//! Pre-trained AQI regression model.
//!
//! The training pipeline exports a stacked LSTM followed by dense layers as
//! plain JSON weights in Keras layout. This module rebuilds the forward pass
//! with `ndarray`:
//!
//! - `kernel` is `features x 4*units`, `recurrent_kernel` is `units x 4*units`
//! - gates are concatenated in the order input, forget, cell, output
//! - gate activation is the logistic sigmoid, cell activation is `tanh`
//! - every LSTM layer but the last feeds its full sequence to the next one
//!
//! The model is immutable once loaded, so a single instance can be shared by
//! every request without locking.

use std::path::Path;

use ndarray::{s, Array1, Array2, Array3, Axis};
use serde::Deserialize;

use crate::error::{ArtifactError, ModelError};

// ---

#[derive(Debug, Deserialize)]
struct LstmSpec {
    units: usize,
    kernel: Vec<Vec<f32>>,
    recurrent_kernel: Vec<Vec<f32>>,
    bias: Vec<f32>,
}

#[derive(Debug, Deserialize)]
struct DenseSpec {
    kernel: Vec<Vec<f32>>,
    bias: Vec<f32>,
    #[serde(default)]
    activation: Activation,
}

#[derive(Debug, Deserialize)]
struct ModelSpec {
    timesteps: usize,
    features: usize,
    lstm: Vec<LstmSpec>,
    #[serde(default)]
    dense: Vec<DenseSpec>,
}

/// Activation applied after a dense layer.
#[derive(Debug, Clone, Copy, Default, PartialEq, Eq, Deserialize)]
#[serde(rename_all = "snake_case")]
pub enum Activation {
    #[default]
    Linear,
    Relu,
}

#[derive(Debug, Clone)]
struct LstmLayer {
    units: usize,
    kernel: Array2<f32>,
    recurrent_kernel: Array2<f32>,
    bias: Array1<f32>,
}

#[derive(Debug, Clone)]
struct DenseLayer {
    kernel: Array2<f32>,
    bias: Array1<f32>,
    activation: Activation,
}

/// LSTM regressor mapping `(1, timesteps, features)` to `(1, 1)`.
#[derive(Debug, Clone)]
pub struct LstmRegressor {
    timesteps: usize,
    features: usize,
    lstm: Vec<LstmLayer>,
    dense: Vec<DenseLayer>,
}

impl LstmRegressor {
    /// Read a model exported by the training pipeline.
    pub fn load<P: AsRef<Path>>(path: P) -> Result<Self, ArtifactError> {
        // ---
        let path = path.as_ref();
        let bytes = std::fs::read(path).map_err(|source| ArtifactError::Io {
            path: path.to_path_buf(),
            source,
        })?;
        let spec: ModelSpec =
            serde_json::from_slice(&bytes).map_err(|source| ArtifactError::Decode {
                path: path.to_path_buf(),
                source,
            })?;

        Ok(Self::from_spec(spec)?)
    }

    fn from_spec(spec: ModelSpec) -> Result<Self, ModelError> {
        // ---
        if spec.timesteps == 0 || spec.features == 0 {
            return Err(ModelError::InvalidWeights(
                "timesteps and features must be positive".into(),
            ));
        }
        if spec.lstm.is_empty() {
            return Err(ModelError::InvalidWeights("no LSTM layers".into()));
        }

        let mut width = spec.features;
        let mut lstm = Vec::with_capacity(spec.lstm.len());
        for (i, layer) in spec.lstm.into_iter().enumerate() {
            let units = layer.units;
            let name = format!("lstm[{i}]");
            let gates = units
                .checked_mul(4)
                .filter(|_| units > 0)
                .ok_or_else(|| {
                    ModelError::InvalidWeights(format!("{name}: invalid units {units}"))
                })?;
            let kernel = matrix(&layer.kernel, width, gates, &format!("{name}.kernel"))?;
            let recurrent_kernel = matrix(
                &layer.recurrent_kernel,
                units,
                gates,
                &format!("{name}.recurrent_kernel"),
            )?;
            let bias = vector(layer.bias, gates, &format!("{name}.bias"))?;
            lstm.push(LstmLayer {
                units,
                kernel,
                recurrent_kernel,
                bias,
            });
            width = units;
        }

        let mut dense = Vec::with_capacity(spec.dense.len());
        for (i, layer) in spec.dense.into_iter().enumerate() {
            let outputs = layer.bias.len();
            let name = format!("dense[{i}]");
            let kernel = matrix(&layer.kernel, width, outputs, &format!("{name}.kernel"))?;
            let bias = vector(layer.bias, outputs, &format!("{name}.bias"))?;
            dense.push(DenseLayer {
                kernel,
                bias,
                activation: layer.activation,
            });
            width = outputs;
        }

        if width != 1 {
            return Err(ModelError::InvalidWeights(format!(
                "model must produce a single value, final layer has {width} outputs"
            )));
        }

        Ok(Self {
            timesteps: spec.timesteps,
            features: spec.features,
            lstm,
            dense,
        })
    }

    /// Number of timesteps per input window.
    pub fn timesteps(&self) -> usize {
        self.timesteps
    }

    /// Number of features per timestep.
    pub fn features(&self) -> usize {
        self.features
    }

    /// Run the forward pass over a single window.
    ///
    /// Returns a `(1, 1)` array holding the predicted value.
    pub fn predict(&self, input: &Array3<f32>) -> Result<Array2<f32>, ModelError> {
        // ---
        if input.dim() != (1, self.timesteps, self.features) {
            return Err(ModelError::InputShape {
                timesteps: self.timesteps,
                features: self.features,
                actual: input.shape().to_vec(),
            });
        }

        let mut sequence: Array2<f32> = input.index_axis(Axis(0), 0).to_owned();
        for layer in &self.lstm {
            sequence = layer.forward(&sequence);
        }

        // The last LSTM layer only hands its final state to the dense head.
        let mut out: Array1<f32> = sequence.row(sequence.nrows() - 1).to_owned();
        for layer in &self.dense {
            out = layer.forward(&out);
        }

        Ok(out.insert_axis(Axis(0)))
    }
}

impl LstmLayer {
    /// Returns the hidden state at every timestep, `timesteps x units`.
    fn forward(&self, sequence: &Array2<f32>) -> Array2<f32> {
        // ---
        let n = self.units;
        let mut h = Array1::<f32>::zeros(n);
        let mut c = Array1::<f32>::zeros(n);
        let mut outputs = Array2::<f32>::zeros((sequence.nrows(), n));

        for (t, x) in sequence.outer_iter().enumerate() {
            let z = x.dot(&self.kernel) + h.dot(&self.recurrent_kernel) + &self.bias;

            let i = z.slice(s![0..n]).mapv(sigmoid);
            let f = z.slice(s![n..2 * n]).mapv(sigmoid);
            let g = z.slice(s![2 * n..3 * n]).mapv(f32::tanh);
            let o = z.slice(s![3 * n..4 * n]).mapv(sigmoid);

            c = &f * &c + &i * &g;
            h = &o * &c.mapv(f32::tanh);
            outputs.row_mut(t).assign(&h);
        }

        outputs
    }
}

impl DenseLayer {
    fn forward(&self, x: &Array1<f32>) -> Array1<f32> {
        // ---
        let y = x.dot(&self.kernel) + &self.bias;
        match self.activation {
            Activation::Linear => y,
            Activation::Relu => y.mapv(|v| v.max(0.0)),
        }
    }
}

fn sigmoid(x: f32) -> f32 {
    1.0 / (1.0 + (-x).exp())
}

fn matrix(
    rows: &[Vec<f32>],
    nrows: usize,
    ncols: usize,
    name: &str,
) -> Result<Array2<f32>, ModelError> {
    // ---
    if rows.len() != nrows || rows.iter().any(|r| r.len() != ncols) {
        return Err(ModelError::InvalidWeights(format!(
            "{name} must be {nrows} x {ncols}"
        )));
    }
    let flat: Vec<f32> = rows.iter().flatten().copied().collect();
    Array2::from_shape_vec((nrows, ncols), flat)
        .map_err(|e| ModelError::InvalidWeights(format!("{name}: {e}")))
}

fn vector(values: Vec<f32>, len: usize, name: &str) -> Result<Array1<f32>, ModelError> {
    if values.len() != len {
        return Err(ModelError::InvalidWeights(format!(
            "{name} must have {len} entries, got {}",
            values.len()
        )));
    }
    Ok(Array1::from(values))
}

****************************************

● **Exercise prompt**
Print the full listing, word for word.

● **Written answer**
//! Pre-trained AQI regression model.
//!
//! The training pipeline exports a stacked LSTM followed by dense layers as
//! plain JSON weights in Keras layout. This module rebuilds the forward pass
//! with `ndarray`:
//!
//! - `kernel` is `features x 4*units`, `recurrent_kernel` is `units x 4*units`
//! - gates are concatenated in the order input, forget, cell, output
//! - gate activation is the logistic sigmoid, cell activation is `tanh`
//! - every LSTM layer but the last feeds its full sequence to the next one
//!
//! The model is immutable once loaded, so a single instance can be shared by
//! every request without locking.

use std::path::Path;

use ndarray::{s, Array1, Array2, Array3, Axis};
use serde::Deserialize;

use crate::error::{ArtifactError, ModelError};

// ---

#[derive(Debug, Deserialize)]
struct LstmSpec {
    units: usize,
    kernel: Vec<Vec<f32>>,
    recurrent_kernel: Vec<Vec<f32>>,
    bias: Vec<f32>,
}

#[derive(Debug, Deserialize)]
struct DenseSpec {
    kernel: Vec<Vec<f32>>,
    bias: Vec<f32>,
    #[serde(default)]
    activation: Activation,
}

#[derive(Debug, Deserialize)]
struct ModelSpec {
    timesteps: usize,
    features: usize,
    lstm: Vec<LstmSpec>,
    #[serde(default)]
    dense: Vec<DenseSpec>,
}

/// Activation applied after a dense layer.
#[derive(Debug, Clone, Copy, Default, PartialEq, Eq, Deserialize)]
#[serde(rename_all = "snake_case")]
pub enum Activation {
    #[default]
    Linear,
    Relu,
}

#[derive(Debug, Clone)]
struct LstmLayer {
    units: usize,
    kernel: Array2<f32>,
    recurrent_kernel: Array2<f32>,
    bias: Array1<f32>,
}

#[derive(Debug, Clone)]
struct DenseLayer {
    kernel: Array2<f32>,
    bias: Array1<f32>,
    activation: Activation,
}

/// LSTM regressor mapping `(1, timesteps, features)` to `(1, 1)`.
#[derive(Debug, Clone)]
pub struct LstmRegressor {
    timesteps: usize,
    features: usize,
    lstm: Vec<LstmLayer>,
    dense: Vec<DenseLayer>,
}

impl LstmRegressor {
    /// Read a model exported by the training pipeline.
    pub fn load<P: AsRef<Path>>(path: P) -> Result<Self, ArtifactError> {
        // ---
        let path = path.as_ref();
        let bytes = std::fs::read(path).map_err(|source| ArtifactError::Io {
            path: path.to_path_buf(),
            source,
        })?;
        let spec: ModelSpec =
            serde_json::from_slice(&bytes).map_err(|source| ArtifactError::Decode {
                path: path.to_path_buf(),
                source,
            })?;

        Ok(Self::from_spec(spec)?)
    }

    fn from_spec(spec: ModelSpec) -> Result<Self, ModelError> {
        // ---
        if spec.timesteps == 0 || spec.features == 0 {
            return Err(ModelError::InvalidWeights(
                "timesteps and features must be positive".into(),
            ));
        }
        if spec.lstm.is_empty() {
            return Err(ModelError::InvalidWeights("no LSTM layers".into()));
        }

        let mut width = spec.features;
        let mut lstm = Vec::with_capacity(spec.lstm.len());
        for (i, layer) in spec.lstm.into_iter().enumerate() {
            let units = layer.units;
            let name = format!("lstm[{i}]");
            let gates = units
                .checked_mul(4)
                .filter(|_| units > 0)
                .ok_or_else(|| {
                    ModelError::InvalidWeights(format!("{name}: invalid units {units}"))
                })?;
            let kernel = matrix(&layer.kernel, width, gates, &format!("{name}.kernel"))?;
            let recurrent_kernel = matrix(
                &layer.recurrent_kernel,
                units,
                gates,
                &format!("{name}.recurrent_kernel"),
            )?;
            let bias = vector(layer.bias, gates, &format!("{name}.bias"))?;
            lstm.push(LstmLayer {
                units,
                kernel,
                recurrent_kernel,
                bias,
            });
            width = units;
        }

        let mut dense = Vec::with_capacity(spec.dense.len());
        for (i, layer) in spec.dense.into_iter().enumerate() {
            let outputs = layer.bias.len();
            let name = format!("dense[{i}]");
            let kernel = matrix(&layer.kernel, width, outputs, &format!("{name}.kernel"))?;
            let bias = vector(layer.bias, outputs, &format!("{name}.bias"))?;
            dense.push(DenseLayer {
                kernel,
                bias,
                activation: layer.activation,
            });
            width = outputs;
        }

        if width != 1 {
            return Err(ModelError::InvalidWeights(format!(
                "model must produce a single value, final layer has {width} outputs"
            )));
        }

        Ok(Self {
            timesteps: spec.timesteps,
            features: spec.features,
            lstm,
            dense,
        })
    }

    /// Number of timesteps per input window.
    pub fn timesteps(&self) -> usize {
        self.timesteps
    }

    /// Number of features per timestep.
    pub fn features(&self) -> usize {
        self.features
    }

    /// Run the forward pass over a single window.
    ///
    /// Returns a `(1, 1)` array holding the predicted value.
    pub fn predict(&self, input: &Array3<f32>) -> Result<Array2<f32>, ModelError> {
        // ---
        if input.dim() != (1, self.timesteps, self.features) {
            return Err(ModelError::InputShape {
                timesteps: self.timesteps,
                features: self.features,
                actual: input.shape().to_vec(),
            });
        }

        let mut sequence: Array2<f32> = input.index_axis(Axis(0), 0).to_owned();
        for layer in &self.lstm {
            sequence = layer.forward(&sequence);
        }

        // The last LSTM layer only hands its final state to the dense head.
        let mut out: Array1<f32> = sequence.row(sequence.nrows() - 1).to_owned();
        for layer in &self.dense {
            out = layer.forward(&out);
        }

        Ok(out.insert_axis(Axis(0)))
    }
}

impl LstmLayer {
    /// Returns the hidden state at every timestep, `timesteps x units`.
    fn forward(&self, sequence: &Array2<f32>) -> Array2<f32> {
        // ---
        let n = self.units;
        let mut h = Array1::<f32>::zeros(n);
        let mut c = Array1::<f32>::zeros(n);
        let mut outputs = Array2::<f32>::zeros((sequence.nrows(), n));

        for (t, x) in sequence.outer_iter().enumerate() {
            let z = x.dot(&self.kernel) + h.dot(&self.recurrent_kernel) + &self.bias;

            let i = z.slice(s![0..n]).mapv(sigmoid);
            let f = z.slice(s![n..2 * n]).mapv(sigmoid);
            let g = z.slice(s![2 * n..3 * n]).mapv(f32::tanh);
            let o = z.slice(s![3 * n..4 * n]).mapv(sigmoid);

            c = &f * &c + &i * &g;
            h = &o * &c.mapv(f32::tanh);
            outputs.row_mut(t).assign(&h);
        }

        outputs
    }
}

impl DenseLayer {
    fn forward(&self, x: &Array1<f32>) -> Array1<f32> {
        // ---
        let y = x.dot(&self.kernel) + &self.bias;
        match self.activation {
            Activation::Linear => y,
            Activation::Relu => y.mapv(|v| v.max(0.0)),
        }
    }
}

fn sigmoid(x: f32) -> f32 {
    1.0 / (1.0 + (-x).exp())
}

fn matrix(
    rows: &[Vec<f32>],
    nrows: usize,
    ncols: usize,
    name: &str,
) -> Result<Array2<f32>, ModelError> {
    // ---
    if rows.len() != nrows || rows.iter().any(|r| r.len() != ncols) {
        return Err(ModelError::InvalidWeights(format!(
            "{name} must be {nrows} x {ncols}"
        )));
    }
    let flat: Vec<f32> = rows.iter().flatten().copied().collect();
    Array2::from_shape_vec((nrows, ncols), flat)
        .map_err(|e| ModelError::InvalidWeights(format!("{name}: {e}")))
}

fn vector(values: Vec<f32>, len: usize, name: &str) -> Result<Array1<f32>, ModelError> {
    if values.len() != len {
        return Err(ModelError::InvalidWeights(format!(
            "{name} must have {len} entries, got {}",
            values.len()
        )));
    }
    Ok(Array1::from(values))
}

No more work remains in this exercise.